Aim of the exercise. In the records below, find every line that contains "exists" and list it.

(Data records Opens)

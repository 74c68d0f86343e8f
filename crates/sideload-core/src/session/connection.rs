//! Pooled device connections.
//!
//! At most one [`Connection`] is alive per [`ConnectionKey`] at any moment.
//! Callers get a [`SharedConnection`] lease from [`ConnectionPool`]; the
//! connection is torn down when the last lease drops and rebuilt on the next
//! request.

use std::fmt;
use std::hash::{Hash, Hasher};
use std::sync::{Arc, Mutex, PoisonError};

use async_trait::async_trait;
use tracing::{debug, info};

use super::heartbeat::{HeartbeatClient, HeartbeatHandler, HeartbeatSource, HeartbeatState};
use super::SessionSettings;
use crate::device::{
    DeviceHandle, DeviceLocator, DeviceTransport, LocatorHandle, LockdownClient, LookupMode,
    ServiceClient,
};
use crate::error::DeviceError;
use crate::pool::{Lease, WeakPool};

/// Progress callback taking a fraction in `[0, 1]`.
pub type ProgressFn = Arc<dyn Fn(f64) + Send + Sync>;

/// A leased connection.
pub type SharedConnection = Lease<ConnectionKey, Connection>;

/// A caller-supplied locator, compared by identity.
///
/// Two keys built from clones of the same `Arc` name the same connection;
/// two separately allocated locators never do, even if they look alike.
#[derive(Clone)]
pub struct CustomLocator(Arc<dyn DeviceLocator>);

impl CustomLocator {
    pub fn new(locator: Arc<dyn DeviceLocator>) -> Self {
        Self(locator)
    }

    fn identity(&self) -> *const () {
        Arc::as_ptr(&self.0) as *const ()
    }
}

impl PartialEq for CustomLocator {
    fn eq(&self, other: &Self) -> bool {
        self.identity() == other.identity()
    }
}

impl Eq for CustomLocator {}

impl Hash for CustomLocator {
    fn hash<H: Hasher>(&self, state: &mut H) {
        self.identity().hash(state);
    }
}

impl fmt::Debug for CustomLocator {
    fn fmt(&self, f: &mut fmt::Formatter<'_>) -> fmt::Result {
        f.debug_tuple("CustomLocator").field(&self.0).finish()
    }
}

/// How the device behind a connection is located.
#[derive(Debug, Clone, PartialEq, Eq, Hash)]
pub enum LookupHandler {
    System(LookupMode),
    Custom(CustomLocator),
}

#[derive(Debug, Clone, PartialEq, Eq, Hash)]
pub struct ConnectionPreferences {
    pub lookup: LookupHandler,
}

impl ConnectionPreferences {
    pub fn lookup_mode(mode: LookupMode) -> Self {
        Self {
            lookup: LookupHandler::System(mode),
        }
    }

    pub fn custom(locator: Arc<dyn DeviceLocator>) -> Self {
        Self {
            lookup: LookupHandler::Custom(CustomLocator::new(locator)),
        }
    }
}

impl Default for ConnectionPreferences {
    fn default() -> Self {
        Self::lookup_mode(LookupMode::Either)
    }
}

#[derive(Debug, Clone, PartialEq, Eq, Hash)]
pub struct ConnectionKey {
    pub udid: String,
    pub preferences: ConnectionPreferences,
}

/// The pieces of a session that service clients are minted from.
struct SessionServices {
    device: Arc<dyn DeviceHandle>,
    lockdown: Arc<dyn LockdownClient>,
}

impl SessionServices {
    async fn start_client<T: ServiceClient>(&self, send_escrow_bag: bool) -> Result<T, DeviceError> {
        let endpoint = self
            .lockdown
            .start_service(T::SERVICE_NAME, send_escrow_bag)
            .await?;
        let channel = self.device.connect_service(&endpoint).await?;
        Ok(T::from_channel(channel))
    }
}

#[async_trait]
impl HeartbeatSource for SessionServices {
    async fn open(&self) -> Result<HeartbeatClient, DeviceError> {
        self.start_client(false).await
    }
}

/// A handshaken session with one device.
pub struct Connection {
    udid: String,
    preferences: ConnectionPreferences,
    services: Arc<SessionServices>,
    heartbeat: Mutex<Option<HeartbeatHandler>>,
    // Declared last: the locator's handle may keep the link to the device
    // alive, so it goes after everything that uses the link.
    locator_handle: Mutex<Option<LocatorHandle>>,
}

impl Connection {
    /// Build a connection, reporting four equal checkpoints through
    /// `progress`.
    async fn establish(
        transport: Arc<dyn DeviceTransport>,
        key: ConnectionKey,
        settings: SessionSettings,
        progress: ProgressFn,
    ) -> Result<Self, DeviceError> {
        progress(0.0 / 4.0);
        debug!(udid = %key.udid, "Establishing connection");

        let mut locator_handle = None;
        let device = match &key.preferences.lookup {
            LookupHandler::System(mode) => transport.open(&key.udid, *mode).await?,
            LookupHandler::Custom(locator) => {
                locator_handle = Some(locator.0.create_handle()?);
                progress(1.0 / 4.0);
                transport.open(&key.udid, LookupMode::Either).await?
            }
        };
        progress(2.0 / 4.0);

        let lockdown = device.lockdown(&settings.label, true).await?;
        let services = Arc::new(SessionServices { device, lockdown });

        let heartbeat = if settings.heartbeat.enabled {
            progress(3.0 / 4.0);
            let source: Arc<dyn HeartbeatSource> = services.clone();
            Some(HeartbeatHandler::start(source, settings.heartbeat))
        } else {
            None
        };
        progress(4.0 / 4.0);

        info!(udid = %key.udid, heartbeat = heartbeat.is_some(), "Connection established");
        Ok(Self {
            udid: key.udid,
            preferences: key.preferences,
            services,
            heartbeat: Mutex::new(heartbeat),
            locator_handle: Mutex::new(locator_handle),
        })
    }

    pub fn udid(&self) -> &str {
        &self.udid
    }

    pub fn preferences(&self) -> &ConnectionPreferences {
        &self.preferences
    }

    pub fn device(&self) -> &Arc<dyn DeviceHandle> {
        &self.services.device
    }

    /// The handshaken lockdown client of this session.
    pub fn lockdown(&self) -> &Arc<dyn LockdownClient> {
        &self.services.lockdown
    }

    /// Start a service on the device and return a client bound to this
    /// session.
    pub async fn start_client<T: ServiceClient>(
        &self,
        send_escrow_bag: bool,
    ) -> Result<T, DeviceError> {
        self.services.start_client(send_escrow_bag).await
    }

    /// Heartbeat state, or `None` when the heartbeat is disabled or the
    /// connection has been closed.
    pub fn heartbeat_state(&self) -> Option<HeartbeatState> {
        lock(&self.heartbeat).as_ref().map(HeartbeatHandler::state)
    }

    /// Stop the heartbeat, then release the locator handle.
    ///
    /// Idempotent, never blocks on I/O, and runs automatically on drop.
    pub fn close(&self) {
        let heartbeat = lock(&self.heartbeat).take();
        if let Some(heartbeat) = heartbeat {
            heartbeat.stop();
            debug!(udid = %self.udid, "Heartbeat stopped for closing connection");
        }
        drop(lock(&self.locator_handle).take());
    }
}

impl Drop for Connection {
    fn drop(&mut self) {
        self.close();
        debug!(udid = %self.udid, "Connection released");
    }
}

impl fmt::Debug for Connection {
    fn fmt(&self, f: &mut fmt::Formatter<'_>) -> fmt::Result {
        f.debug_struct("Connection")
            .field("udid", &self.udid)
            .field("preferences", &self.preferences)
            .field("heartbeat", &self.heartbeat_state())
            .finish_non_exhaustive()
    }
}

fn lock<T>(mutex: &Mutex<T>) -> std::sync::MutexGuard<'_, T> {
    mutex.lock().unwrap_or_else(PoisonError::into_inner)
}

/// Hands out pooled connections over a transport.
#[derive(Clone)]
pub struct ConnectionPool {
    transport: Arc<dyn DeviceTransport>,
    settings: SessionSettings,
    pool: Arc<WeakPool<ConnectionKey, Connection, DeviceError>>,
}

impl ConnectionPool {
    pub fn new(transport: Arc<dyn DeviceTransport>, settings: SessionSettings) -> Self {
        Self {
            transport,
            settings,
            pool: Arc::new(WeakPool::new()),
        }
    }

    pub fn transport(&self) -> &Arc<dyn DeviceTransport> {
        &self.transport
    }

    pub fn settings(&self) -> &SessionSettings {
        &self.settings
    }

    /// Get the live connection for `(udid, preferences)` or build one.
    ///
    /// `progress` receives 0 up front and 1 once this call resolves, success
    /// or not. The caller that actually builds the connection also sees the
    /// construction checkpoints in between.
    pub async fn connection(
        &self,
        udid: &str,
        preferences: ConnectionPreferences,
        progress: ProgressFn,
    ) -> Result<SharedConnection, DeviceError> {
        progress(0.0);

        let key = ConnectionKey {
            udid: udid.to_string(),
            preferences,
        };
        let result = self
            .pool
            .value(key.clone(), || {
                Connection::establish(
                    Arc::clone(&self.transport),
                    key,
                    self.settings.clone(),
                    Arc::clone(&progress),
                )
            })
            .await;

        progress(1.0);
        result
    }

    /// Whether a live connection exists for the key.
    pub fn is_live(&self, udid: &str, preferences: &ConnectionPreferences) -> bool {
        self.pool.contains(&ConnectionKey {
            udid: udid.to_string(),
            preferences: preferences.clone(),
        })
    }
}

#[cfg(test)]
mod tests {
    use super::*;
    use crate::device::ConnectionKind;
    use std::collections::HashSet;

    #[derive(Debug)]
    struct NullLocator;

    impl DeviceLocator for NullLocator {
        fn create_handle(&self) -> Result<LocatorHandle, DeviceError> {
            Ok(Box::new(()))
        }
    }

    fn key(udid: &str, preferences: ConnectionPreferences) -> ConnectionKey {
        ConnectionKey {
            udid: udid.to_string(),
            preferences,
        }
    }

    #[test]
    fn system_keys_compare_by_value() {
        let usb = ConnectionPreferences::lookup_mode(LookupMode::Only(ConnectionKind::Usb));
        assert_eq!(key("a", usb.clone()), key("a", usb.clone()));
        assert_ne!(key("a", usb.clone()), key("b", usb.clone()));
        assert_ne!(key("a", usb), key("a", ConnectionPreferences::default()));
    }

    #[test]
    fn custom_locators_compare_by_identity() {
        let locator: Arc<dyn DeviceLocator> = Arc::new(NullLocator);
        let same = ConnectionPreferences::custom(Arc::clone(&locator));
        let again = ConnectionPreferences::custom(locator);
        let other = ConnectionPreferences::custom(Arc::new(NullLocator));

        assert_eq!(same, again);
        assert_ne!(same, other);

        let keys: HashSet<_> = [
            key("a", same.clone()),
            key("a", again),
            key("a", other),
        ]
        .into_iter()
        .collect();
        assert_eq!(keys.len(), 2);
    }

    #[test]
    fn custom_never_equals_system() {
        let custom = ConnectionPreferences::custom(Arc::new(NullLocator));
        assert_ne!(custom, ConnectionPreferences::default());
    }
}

(Data records Closes)
(Data records Opens)

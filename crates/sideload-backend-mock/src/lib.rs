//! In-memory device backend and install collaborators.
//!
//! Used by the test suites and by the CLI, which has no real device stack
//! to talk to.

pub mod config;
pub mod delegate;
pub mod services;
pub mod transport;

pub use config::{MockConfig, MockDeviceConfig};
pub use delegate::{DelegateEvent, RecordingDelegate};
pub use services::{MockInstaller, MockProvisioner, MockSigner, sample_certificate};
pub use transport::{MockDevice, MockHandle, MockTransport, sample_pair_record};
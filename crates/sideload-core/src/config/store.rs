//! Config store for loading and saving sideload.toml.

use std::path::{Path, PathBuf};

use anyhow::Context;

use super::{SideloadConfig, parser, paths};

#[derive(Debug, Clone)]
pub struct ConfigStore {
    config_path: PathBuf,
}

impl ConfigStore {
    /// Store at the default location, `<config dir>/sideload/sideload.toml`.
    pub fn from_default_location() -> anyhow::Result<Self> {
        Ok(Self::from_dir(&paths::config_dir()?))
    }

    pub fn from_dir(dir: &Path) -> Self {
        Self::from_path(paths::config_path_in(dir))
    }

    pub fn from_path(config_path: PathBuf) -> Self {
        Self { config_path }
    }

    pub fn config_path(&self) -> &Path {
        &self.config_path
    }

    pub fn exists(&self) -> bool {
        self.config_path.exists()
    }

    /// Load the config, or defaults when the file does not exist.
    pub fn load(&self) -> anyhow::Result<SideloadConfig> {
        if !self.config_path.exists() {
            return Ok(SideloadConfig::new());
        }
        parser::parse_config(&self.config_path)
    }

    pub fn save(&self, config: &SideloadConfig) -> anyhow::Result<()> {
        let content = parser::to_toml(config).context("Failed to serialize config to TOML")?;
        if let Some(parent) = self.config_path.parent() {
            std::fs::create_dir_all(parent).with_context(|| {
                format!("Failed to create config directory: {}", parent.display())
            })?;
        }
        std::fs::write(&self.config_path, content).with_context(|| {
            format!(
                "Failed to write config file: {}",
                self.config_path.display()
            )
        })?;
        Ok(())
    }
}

(Data records Closes)
(Data records Opens)

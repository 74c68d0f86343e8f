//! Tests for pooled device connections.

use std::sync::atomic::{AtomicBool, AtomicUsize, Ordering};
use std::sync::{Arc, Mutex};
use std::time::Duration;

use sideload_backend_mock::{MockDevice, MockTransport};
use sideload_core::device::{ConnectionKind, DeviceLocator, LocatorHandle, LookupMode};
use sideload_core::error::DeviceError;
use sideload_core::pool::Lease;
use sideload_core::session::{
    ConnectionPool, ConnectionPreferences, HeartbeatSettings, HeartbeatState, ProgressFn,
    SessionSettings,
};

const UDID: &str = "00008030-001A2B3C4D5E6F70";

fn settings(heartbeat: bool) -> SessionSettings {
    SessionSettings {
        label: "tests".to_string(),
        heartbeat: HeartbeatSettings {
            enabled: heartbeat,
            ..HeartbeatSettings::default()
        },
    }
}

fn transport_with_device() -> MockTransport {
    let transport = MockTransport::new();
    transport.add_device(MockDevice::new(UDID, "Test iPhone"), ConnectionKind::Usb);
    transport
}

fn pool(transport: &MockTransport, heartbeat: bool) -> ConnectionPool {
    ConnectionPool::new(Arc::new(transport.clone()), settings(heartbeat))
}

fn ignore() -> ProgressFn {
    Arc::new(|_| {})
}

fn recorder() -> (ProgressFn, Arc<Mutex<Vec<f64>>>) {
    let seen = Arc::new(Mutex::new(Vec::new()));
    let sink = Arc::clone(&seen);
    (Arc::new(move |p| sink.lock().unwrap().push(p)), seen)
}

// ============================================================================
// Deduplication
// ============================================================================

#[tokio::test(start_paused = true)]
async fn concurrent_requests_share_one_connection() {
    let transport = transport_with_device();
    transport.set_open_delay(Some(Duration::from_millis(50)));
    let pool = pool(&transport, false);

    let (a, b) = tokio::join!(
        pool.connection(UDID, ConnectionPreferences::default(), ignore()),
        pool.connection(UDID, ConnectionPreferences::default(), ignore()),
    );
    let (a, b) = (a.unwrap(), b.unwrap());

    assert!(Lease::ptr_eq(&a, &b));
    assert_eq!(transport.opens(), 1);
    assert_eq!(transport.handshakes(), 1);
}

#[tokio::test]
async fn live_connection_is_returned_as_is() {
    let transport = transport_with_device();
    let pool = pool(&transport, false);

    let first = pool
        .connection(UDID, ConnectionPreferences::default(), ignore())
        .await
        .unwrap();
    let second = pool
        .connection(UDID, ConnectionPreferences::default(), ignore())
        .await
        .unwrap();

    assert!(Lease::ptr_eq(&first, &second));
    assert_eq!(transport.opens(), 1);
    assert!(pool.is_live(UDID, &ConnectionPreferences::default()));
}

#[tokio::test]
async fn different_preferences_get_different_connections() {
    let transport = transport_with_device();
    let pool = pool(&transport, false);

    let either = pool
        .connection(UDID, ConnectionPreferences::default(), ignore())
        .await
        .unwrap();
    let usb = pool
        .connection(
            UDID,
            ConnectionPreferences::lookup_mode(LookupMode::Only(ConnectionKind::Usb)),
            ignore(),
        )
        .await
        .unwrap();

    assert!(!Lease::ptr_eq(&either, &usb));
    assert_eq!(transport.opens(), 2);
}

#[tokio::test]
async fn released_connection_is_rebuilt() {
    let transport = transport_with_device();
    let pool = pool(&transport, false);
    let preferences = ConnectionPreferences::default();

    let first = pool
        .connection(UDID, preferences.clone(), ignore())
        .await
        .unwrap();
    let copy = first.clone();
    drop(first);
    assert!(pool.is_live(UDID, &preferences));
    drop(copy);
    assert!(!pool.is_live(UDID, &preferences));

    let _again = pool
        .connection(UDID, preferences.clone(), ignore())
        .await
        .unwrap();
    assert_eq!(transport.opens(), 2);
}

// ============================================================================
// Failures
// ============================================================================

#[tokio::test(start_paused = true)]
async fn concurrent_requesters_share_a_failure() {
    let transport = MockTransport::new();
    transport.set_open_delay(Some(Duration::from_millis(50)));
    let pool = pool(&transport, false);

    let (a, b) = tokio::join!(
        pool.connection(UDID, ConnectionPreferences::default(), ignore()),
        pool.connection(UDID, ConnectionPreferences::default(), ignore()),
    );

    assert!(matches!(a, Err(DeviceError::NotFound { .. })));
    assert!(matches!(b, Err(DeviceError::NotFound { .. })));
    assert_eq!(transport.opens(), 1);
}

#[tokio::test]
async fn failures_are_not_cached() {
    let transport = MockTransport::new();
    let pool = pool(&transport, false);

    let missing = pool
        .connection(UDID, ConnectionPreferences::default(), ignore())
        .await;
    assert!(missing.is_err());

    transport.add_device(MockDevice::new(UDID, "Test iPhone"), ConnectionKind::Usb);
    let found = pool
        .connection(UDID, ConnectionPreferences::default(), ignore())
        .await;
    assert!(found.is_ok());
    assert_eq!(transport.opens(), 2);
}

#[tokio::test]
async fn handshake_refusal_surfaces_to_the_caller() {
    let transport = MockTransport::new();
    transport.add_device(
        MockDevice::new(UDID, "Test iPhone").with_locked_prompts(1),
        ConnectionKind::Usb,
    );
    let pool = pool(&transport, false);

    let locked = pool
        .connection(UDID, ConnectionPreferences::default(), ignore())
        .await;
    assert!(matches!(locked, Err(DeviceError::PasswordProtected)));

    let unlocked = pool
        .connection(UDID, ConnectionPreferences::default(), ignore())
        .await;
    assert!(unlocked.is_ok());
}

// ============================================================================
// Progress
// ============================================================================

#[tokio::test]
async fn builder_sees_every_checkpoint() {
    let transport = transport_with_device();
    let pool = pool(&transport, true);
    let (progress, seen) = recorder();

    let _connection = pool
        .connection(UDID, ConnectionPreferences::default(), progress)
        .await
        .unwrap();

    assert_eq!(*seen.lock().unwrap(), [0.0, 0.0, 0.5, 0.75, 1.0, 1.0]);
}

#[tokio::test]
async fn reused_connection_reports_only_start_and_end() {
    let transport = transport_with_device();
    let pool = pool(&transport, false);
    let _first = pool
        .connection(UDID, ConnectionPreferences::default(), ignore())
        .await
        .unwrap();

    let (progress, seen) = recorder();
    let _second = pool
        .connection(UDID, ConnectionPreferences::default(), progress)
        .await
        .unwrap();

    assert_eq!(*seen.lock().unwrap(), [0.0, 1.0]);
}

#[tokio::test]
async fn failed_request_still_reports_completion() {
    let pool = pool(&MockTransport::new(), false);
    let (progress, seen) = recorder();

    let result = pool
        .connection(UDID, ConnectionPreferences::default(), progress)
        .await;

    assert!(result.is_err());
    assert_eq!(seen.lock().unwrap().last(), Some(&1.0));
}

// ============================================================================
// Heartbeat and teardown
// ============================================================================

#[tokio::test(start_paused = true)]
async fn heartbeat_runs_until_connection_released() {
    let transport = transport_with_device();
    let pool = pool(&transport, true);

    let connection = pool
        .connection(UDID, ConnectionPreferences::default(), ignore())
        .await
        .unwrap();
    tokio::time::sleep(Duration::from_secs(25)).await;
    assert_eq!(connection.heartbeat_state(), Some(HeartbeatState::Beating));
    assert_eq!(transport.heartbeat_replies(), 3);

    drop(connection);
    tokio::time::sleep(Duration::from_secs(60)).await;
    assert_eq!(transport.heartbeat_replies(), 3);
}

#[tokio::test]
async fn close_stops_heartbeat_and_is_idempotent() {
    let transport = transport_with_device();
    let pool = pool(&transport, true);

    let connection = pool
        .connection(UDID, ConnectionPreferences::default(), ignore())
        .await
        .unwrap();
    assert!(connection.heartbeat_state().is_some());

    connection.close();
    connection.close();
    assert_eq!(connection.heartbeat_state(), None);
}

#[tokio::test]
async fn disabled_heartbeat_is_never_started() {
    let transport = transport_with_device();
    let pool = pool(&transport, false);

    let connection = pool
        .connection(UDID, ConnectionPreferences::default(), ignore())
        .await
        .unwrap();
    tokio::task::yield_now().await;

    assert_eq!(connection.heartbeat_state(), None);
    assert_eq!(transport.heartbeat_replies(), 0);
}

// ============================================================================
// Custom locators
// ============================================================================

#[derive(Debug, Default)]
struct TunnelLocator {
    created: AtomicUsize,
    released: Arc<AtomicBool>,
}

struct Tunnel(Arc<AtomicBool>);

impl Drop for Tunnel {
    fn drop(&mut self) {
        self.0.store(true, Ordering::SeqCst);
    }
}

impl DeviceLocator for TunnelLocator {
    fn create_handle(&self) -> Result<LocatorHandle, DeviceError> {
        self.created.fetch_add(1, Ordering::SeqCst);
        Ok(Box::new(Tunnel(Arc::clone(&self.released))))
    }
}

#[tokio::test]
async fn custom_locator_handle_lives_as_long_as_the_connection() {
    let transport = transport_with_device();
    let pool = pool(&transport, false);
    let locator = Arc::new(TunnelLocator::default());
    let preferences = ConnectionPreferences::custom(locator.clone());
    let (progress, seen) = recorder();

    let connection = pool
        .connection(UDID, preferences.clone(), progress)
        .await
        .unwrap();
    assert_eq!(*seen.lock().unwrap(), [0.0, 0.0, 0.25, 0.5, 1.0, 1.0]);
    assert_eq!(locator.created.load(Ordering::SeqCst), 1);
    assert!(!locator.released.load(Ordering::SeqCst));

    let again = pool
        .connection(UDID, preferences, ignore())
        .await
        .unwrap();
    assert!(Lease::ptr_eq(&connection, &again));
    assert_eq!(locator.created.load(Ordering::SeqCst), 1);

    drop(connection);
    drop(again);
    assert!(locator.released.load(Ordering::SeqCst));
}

(Data records Closes)

Task output.
    /// Whether a live connection exists for the key.
    pub fn exists(&self) -> bool {
        self.config_path.exists()
        if !self.config_path.exists() {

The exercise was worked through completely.